#### [What to produce]
I need each line of the entries below that includes the string "MiddlewareStage".
************
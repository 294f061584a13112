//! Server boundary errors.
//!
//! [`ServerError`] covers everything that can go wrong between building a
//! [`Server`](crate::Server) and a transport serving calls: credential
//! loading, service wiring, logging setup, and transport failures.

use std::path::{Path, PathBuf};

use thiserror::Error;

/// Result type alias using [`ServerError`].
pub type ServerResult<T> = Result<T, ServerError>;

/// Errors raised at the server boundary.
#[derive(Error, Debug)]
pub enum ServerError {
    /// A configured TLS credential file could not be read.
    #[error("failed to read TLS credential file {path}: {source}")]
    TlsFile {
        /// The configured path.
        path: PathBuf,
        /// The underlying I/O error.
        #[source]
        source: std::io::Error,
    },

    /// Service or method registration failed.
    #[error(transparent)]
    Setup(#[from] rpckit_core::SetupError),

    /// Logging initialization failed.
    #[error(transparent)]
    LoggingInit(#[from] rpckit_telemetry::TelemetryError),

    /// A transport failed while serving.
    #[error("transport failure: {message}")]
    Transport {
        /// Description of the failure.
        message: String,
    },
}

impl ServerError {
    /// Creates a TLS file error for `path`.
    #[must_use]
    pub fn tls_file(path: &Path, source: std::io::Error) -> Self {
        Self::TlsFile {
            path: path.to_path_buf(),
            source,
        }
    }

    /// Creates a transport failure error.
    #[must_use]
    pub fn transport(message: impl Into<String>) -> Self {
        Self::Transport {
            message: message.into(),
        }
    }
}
************
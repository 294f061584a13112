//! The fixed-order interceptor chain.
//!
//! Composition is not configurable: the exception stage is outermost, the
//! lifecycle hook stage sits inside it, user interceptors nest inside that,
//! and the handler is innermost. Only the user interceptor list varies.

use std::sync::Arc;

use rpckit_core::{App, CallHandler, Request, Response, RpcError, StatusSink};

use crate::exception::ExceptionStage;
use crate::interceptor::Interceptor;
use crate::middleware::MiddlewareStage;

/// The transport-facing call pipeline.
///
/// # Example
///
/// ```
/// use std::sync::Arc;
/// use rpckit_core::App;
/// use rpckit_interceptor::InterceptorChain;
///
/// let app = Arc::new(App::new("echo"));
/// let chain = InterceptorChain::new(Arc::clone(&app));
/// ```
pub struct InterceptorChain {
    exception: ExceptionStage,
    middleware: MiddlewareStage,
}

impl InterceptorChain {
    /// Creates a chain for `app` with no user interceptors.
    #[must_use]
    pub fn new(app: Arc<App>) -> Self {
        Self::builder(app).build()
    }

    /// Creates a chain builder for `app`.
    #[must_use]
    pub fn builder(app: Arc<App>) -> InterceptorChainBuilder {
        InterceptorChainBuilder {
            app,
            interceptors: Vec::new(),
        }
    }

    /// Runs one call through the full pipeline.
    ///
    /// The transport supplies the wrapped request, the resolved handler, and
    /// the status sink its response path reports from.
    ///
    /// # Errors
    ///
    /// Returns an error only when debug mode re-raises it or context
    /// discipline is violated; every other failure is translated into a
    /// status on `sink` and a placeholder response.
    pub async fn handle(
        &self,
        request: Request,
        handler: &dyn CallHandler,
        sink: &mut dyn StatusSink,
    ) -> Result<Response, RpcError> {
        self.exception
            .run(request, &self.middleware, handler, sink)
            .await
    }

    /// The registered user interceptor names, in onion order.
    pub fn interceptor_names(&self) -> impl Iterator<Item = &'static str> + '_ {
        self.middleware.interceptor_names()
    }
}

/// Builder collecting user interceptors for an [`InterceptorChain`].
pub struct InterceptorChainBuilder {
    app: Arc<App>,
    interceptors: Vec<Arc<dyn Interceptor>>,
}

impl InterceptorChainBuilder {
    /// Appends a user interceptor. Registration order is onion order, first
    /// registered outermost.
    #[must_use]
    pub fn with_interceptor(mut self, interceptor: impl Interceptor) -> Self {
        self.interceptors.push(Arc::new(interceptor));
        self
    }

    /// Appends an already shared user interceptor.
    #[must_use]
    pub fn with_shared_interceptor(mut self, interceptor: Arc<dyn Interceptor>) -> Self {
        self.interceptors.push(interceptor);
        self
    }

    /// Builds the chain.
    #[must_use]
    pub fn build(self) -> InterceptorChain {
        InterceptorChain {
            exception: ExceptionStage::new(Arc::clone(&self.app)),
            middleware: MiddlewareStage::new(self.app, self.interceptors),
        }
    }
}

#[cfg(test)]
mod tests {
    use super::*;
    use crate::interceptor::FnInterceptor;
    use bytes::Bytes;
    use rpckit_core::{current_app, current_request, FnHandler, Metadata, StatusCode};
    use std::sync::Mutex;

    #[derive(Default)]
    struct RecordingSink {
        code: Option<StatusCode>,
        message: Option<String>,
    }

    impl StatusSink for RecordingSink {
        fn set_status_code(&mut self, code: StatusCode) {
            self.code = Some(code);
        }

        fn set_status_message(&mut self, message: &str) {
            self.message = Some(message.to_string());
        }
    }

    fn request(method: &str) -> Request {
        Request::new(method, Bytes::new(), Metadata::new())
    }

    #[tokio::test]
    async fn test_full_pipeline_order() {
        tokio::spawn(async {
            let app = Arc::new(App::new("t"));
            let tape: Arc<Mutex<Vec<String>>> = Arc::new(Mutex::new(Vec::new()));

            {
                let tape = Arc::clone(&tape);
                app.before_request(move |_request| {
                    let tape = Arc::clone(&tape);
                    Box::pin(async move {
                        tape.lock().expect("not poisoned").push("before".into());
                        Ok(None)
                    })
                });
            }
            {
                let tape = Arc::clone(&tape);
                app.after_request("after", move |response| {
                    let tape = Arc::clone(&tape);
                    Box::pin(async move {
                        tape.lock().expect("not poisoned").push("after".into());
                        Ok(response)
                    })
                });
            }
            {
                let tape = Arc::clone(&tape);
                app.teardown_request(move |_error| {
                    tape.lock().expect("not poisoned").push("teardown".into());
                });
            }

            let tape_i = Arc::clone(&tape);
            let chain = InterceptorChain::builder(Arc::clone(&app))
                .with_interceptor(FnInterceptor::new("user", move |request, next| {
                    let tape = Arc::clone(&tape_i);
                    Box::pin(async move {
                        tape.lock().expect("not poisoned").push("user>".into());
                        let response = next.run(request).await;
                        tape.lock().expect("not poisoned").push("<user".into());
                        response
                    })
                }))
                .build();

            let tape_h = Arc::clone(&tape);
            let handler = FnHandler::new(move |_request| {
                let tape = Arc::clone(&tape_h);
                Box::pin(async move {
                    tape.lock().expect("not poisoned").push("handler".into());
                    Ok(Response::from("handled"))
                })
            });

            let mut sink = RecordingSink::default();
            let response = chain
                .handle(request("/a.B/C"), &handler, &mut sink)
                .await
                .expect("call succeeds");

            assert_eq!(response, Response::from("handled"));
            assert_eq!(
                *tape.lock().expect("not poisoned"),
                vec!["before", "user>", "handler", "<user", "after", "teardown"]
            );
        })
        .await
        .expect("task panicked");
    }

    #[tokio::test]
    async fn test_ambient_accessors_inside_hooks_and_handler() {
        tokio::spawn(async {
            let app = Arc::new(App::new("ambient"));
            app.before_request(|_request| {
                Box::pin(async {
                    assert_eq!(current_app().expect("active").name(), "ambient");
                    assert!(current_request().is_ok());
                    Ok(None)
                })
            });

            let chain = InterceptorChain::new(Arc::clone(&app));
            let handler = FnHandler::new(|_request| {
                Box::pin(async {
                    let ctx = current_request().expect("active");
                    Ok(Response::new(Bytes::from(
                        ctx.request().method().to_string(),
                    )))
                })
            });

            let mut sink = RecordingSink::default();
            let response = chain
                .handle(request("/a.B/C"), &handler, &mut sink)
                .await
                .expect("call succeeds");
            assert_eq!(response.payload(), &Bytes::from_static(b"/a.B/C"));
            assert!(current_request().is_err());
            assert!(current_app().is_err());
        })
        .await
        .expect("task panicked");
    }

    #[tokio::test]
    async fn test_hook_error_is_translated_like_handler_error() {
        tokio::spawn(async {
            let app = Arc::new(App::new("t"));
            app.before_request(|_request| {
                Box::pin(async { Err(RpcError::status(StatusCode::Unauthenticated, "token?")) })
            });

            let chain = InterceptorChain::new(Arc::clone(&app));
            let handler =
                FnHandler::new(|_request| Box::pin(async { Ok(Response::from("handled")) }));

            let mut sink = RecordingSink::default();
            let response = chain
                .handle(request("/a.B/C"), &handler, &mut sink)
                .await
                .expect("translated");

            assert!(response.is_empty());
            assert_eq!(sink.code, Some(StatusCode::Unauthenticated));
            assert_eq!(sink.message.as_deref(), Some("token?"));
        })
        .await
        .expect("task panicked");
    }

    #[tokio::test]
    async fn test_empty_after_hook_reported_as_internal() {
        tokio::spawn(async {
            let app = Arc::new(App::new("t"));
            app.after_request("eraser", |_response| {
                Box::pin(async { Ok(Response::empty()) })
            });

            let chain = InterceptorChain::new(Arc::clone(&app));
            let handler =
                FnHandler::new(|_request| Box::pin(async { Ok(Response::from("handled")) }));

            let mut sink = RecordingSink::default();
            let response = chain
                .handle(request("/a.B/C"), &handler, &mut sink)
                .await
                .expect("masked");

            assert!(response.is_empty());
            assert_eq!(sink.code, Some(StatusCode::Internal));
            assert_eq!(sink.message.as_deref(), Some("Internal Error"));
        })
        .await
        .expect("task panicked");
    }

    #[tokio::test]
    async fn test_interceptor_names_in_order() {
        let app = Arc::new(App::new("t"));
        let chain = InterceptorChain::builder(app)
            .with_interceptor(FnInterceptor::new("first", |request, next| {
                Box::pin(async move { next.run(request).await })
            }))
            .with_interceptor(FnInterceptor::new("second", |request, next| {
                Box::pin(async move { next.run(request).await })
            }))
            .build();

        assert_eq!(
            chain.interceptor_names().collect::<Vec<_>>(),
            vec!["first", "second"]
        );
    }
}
************
#### [Answer to this problem]
use crate::middleware::MiddlewareStage;
    middleware: MiddlewareStage,
            middleware: MiddlewareStage::new(self.app, self.interceptors),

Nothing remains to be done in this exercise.